WHAT YOU ARE ASKED TO DO:
In full and word for word, copy the records that follow.
--- START ---
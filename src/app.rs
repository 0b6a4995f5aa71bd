use axum::{
    extract::DefaultBodyLimit,
    http::HeaderValue,
    middleware,
    routing::{get, post},
    Router,
};
use tower_http::{
    cors::{AllowOrigin, Any, CorsLayer},
    trace::TraceLayer,
};

use crate::config::SecurityConfig;
use crate::handlers::{elevated, protected, public};
use crate::middleware::jwt_auth_middleware;
use crate::state::AppState;

pub fn router(state: AppState) -> Router {
    Router::new()
        // Public
        .route("/", get(public::system::root))
        .route("/health", get(public::system::health))
        .merge(auth_public_routes())
        .merge(post_routes())
        // Signed-in users
        .merge(protected_routes(state.clone()))
        // ADMIN_EMAIL only
        .merge(admin_routes())
        // Global middleware
        .layer(DefaultBodyLimit::max(state.config.api.max_request_size_bytes))
        .layer(cors_layer(&state.config.security))
        .layer(TraceLayer::new_for_http())
        .with_state(state)
}

fn auth_public_routes() -> Router<AppState> {
    use public::auth;

    Router::new()
        .route("/auth/join", post(auth::join_post))
        .route("/auth/login", post(auth::login_post))
}

fn post_routes() -> Router<AppState> {
    use public::posts;

    Router::new()
        .route("/posts", get(posts::posts_index))
        .route("/posts/:slug", get(posts::post_show))
}

fn protected_routes(state: AppState) -> Router<AppState> {
    use protected::{auth, notes};

    Router::new()
        .route("/api/auth/whoami", get(auth::whoami_get))
        .route("/notes", get(notes::notes_index).post(notes::note_create))
        .route("/notes/:id", get(notes::note_show).delete(notes::note_delete))
        .route_layer(middleware::from_fn_with_state(state, jwt_auth_middleware))
}

fn admin_routes() -> Router<AppState> {
    use elevated::posts;

    Router::new()
        .route("/posts/admin", get(posts::admin_index))
        .route(
            "/posts/admin/:slug",
            get(posts::admin_show).post(posts::admin_action),
        )
}

fn cors_layer(security: &SecurityConfig) -> CorsLayer {
    if !security.enable_cors {
        return CorsLayer::new();
    }
    if security.cors_origins.is_empty() {
        return CorsLayer::permissive();
    }

    let origins: Vec<HeaderValue> = security
        .cors_origins
        .iter()
        .filter_map(|origin| origin.parse().ok())
        .collect();

    CorsLayer::new()
        .allow_origin(AllowOrigin::list(origins))
        .allow_methods(Any)
        .allow_headers(Any)
}
use std::time::Duration;

use sqlx::{postgres::PgPoolOptions, PgPool};
use tracing::info;

use crate::config::DatabaseConfig;
use crate::database::error::DatabaseError;

/// Connection pool setup for the Postgres backend
pub struct DatabaseManager;

impl DatabaseManager {
    /// Connect using `DATABASE_URL` and the pool settings from config
    pub async fn connect(config: &DatabaseConfig) -> Result<PgPool, DatabaseError> {
        let url = config
            .url
            .as_deref()
            .ok_or(DatabaseError::ConfigMissing("DATABASE_URL"))?;

        let pool = PgPoolOptions::new()
            .max_connections(config.max_connections)
            .acquire_timeout(Duration::from_secs(config.connection_timeout))
            .connect(url)
            .await?;

        info!(
            "Created database pool for {} (max_connections={})",
            Self::redact(url),
            config.max_connections
        );
        Ok(pool)
    }

    /// Apply embedded migrations from ./migrations
    pub async fn migrate(pool: &PgPool) -> Result<(), DatabaseError> {
        sqlx::migrate!("./migrations").run(pool).await?;
        info!("Database migrations completed");
        Ok(())
    }

    /// Strip credentials before a URL reaches the logs
    fn redact(url: &str) -> String {
        match url::Url::parse(url) {
            Ok(mut parsed) => {
                if parsed.password().is_some() {
                    let _ = parsed.set_password(Some("***"));
                }
                parsed.to_string()
            }
            Err(_) => "<invalid url>".to_string(),
        }
    }
}
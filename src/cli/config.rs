use std::fs;
use std::path::PathBuf;

use chrono::{DateTime, Utc};
use serde::{Deserialize, Serialize};

pub const DEFAULT_API_URL: &str = "http://localhost:3000";

/// Saved between CLI invocations in `session.json`
#[derive(Debug, Clone, Default, Serialize, Deserialize)]
pub struct CliSession {
    pub url: Option<String>,
    pub token: Option<String>,
    pub email: Option<String>,
    pub logged_in_at: Option<DateTime<Utc>>,
}

impl CliSession {
    /// `--url`, then `QUILL_API_URL`, then the saved URL, then localhost
    pub fn resolve_url(&self, url_override: Option<String>) -> String {
        url_override
            .or_else(|| std::env::var("QUILL_API_URL").ok())
            .or_else(|| self.url.clone())
            .unwrap_or_else(|| DEFAULT_API_URL.to_string())
            .trim_end_matches('/')
            .to_string()
    }
}

pub fn get_config_dir() -> anyhow::Result<PathBuf> {
    let config_dir = if let Ok(custom_dir) = std::env::var("QUILL_CLI_CONFIG_DIR") {
        PathBuf::from(custom_dir)
    } else {
        let home = std::env::var("HOME").map_err(|_| anyhow::anyhow!("HOME environment variable not set"))?;
        PathBuf::from(home).join(".config").join("quill").join("cli")
    };

    if !config_dir.exists() {
        fs::create_dir_all(&config_dir)?;
    }

    Ok(config_dir)
}

pub fn load_session() -> anyhow::Result<CliSession> {
    let session_file = get_config_dir()?.join("session.json");

    if !session_file.exists() {
        return Ok(CliSession::default());
    }

    let content = fs::read_to_string(session_file)?;
    Ok(serde_json::from_str(&content)?)
}

pub fn save_session(session: &CliSession) -> anyhow::Result<()> {
    let session_file = get_config_dir()?.join("session.json");
    fs::write(session_file, serde_json::to_string_pretty(session)?)?;
    Ok(())
}

#[cfg(test)]
mod tests {
    use super::*;

    #[test]
    fn explicit_url_wins_and_loses_trailing_slash() {
        let session = CliSession {
            url: Some("http://saved:1".to_string()),
            ..Default::default()
        };
        assert_eq!(session.resolve_url(Some("http://flag:2/".to_string())), "http://flag:2");
    }
}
--- END ---
ANSWER AREA:
filename src/app.rs
repository 0b6a4995f5aa71bd
use axum::{
    extract::DefaultBodyLimit,
    http::HeaderValue,
    middleware,
    routing::{get, post},
    Router,
};
use tower_http::{
    cors::{AllowOrigin, Any, CorsLayer},
    trace::TraceLayer,
};

use crate::config::SecurityConfig;
use crate::handlers::{elevated, protected, public};
use crate::middleware::jwt_auth_middleware;
use crate::state::AppState;

pub fn router(state: AppState) -> Router {
    Router::new()
        // Public
        .route("/", get(public::system::root))
        .route("/health", get(public::system::health))
        .merge(auth_public_routes())
        .merge(post_routes())
        // Signed-in users
        .merge(protected_routes(state.clone()))
        // ADMIN_EMAIL only
        .merge(admin_routes())
        // Global middleware
        .layer(DefaultBodyLimit::max(state.config.api.max_request_size_bytes))
        .layer(cors_layer(&state.config.security))
        .layer(TraceLayer::new_for_http())
        .with_state(state)
}

fn auth_public_routes() -> Router<AppState> {
    use public::auth;

    Router::new()
        .route("/auth/join", post(auth::join_post))
        .route("/auth/login", post(auth::login_post))
}

fn post_routes() -> Router<AppState> {
    use public::posts;

    Router::new()
        .route("/posts", get(posts::posts_index))
        .route("/posts/:slug", get(posts::post_show))
}

fn protected_routes(state: AppState) -> Router<AppState> {
    use protected::{auth, notes};

    Router::new()
        .route("/api/auth/whoami", get(auth::whoami_get))
        .route("/notes", get(notes::notes_index).post(notes::note_create))
        .route("/notes/:id", get(notes::note_show).delete(notes::note_delete))
        .route_layer(middleware::from_fn_with_state(state, jwt_auth_middleware))
}

fn admin_routes() -> Router<AppState> {
    use elevated::posts;

    Router::new()
        .route("/posts/admin", get(posts::admin_index))
        .route(
            "/posts/admin/:slug",
            get(posts::admin_show).post(posts::admin_action),
        )
}

fn cors_layer(security: &SecurityConfig) -> CorsLayer {
    if !security.enable_cors {
        return CorsLayer::new();
    }
    if security.cors_origins.is_empty() {
        return CorsLayer::permissive();
    }

    let origins: Vec<HeaderValue> = security
        .cors_origins
        .iter()
        .filter_map(|origin| origin.parse().ok())
        .collect();

    CorsLayer::new()
        .allow_origin(AllowOrigin::list(origins))
        .allow_methods(Any)
        .allow_headers(Any)
}
use std::time::Duration;

use sqlx::{postgres::PgPoolOptions, PgPool};
use tracing::info;

use crate::config::DatabaseConfig;
use crate::database::error::DatabaseError;

/// Connection pool setup for the Postgres backend
pub struct DatabaseManager;

impl DatabaseManager {
    /// Connect using `DATABASE_URL` and the pool settings from config
    pub async fn connect(config: &DatabaseConfig) -> Result<PgPool, DatabaseError> {
        let url = config
            .url
            .as_deref()
            .ok_or(DatabaseError::ConfigMissing("DATABASE_URL"))?;

        let pool = PgPoolOptions::new()
            .max_connections(config.max_connections)
            .acquire_timeout(Duration::from_secs(config.connection_timeout))
            .connect(url)
            .await?;

        info!(
            "Created database pool for {} (max_connections={})",
            Self::redact(url),
            config.max_connections
        );
        Ok(pool)
    }

    /// Apply embedded migrations from ./migrations
    pub async fn migrate(pool: &PgPool) -> Result<(), DatabaseError> {
        sqlx::migrate!("./migrations").run(pool).await?;
        info!("Database migrations completed");
        Ok(())
    }

    /// Strip credentials before a URL reaches the logs
    fn redact(url: &str) -> String {
        match url::Url::parse(url) {
            Ok(mut parsed) => {
                if parsed.password().is_some() {
                    let _ = parsed.set_password(Some("***"));
                }
                parsed.to_string()
            }
            Err(_) => "<invalid url>".to_string(),
        }
    }
}
filename src/cli/config.rs
use std::fs;
use std::path::PathBuf;

use chrono::{DateTime, Utc};
use serde::{Deserialize, Serialize};

pub const DEFAULT_API_URL: &str = "http://localhost:3000";

/// Saved between CLI invocations in `session.json`
#[derive(Debug, Clone, Default, Serialize, Deserialize)]
pub struct CliSession {
    pub url: Option<String>,
    pub token: Option<String>,
    pub email: Option<String>,
    pub logged_in_at: Option<DateTime<Utc>>,
}

impl CliSession {
    /// `--url`, then `QUILL_API_URL`, then the saved URL, then localhost
    pub fn resolve_url(&self, url_override: Option<String>) -> String {
        url_override
            .or_else(|| std::env::var("QUILL_API_URL").ok())
            .or_else(|| self.url.clone())
            .unwrap_or_else(|| DEFAULT_API_URL.to_string())
            .trim_end_matches('/')
            .to_string()
    }
}

pub fn get_config_dir() -> anyhow::Result<PathBuf> {
    let config_dir = if let Ok(custom_dir) = std::env::var("QUILL_CLI_CONFIG_DIR") {
        PathBuf::from(custom_dir)
    } else {
        let home = std::env::var("HOME").map_err(|_| anyhow::anyhow!("HOME environment variable not set"))?;
        PathBuf::from(home).join(".config").join("quill").join("cli")
    };

    if !config_dir.exists() {
        fs::create_dir_all(&config_dir)?;
    }

    Ok(config_dir)
}

pub fn load_session() -> anyhow::Result<CliSession> {
    let session_file = get_config_dir()?.join("session.json");

    if !session_file.exists() {
        return Ok(CliSession::default());
    }

    let content = fs::read_to_string(session_file)?;
    Ok(serde_json::from_str(&content)?)
}

pub fn save_session(session: &CliSession) -> anyhow::Result<()> {
    let session_file = get_config_dir()?.join("session.json");
    fs::write(session_file, serde_json::to_string_pretty(session)?)?;
    Ok(())
}

#[cfg(test)]
mod tests {
    use super::*;

    #[test]
    fn explicit_url_wins_and_loses_trailing_slash() {
        let session = CliSession {
            url: Some("http://saved:1".to_string()),
            ..Default::default()
        };
        assert_eq!(session.resolve_url(Some("http://flag:2/".to_string())), "http://flag:2");
    }
}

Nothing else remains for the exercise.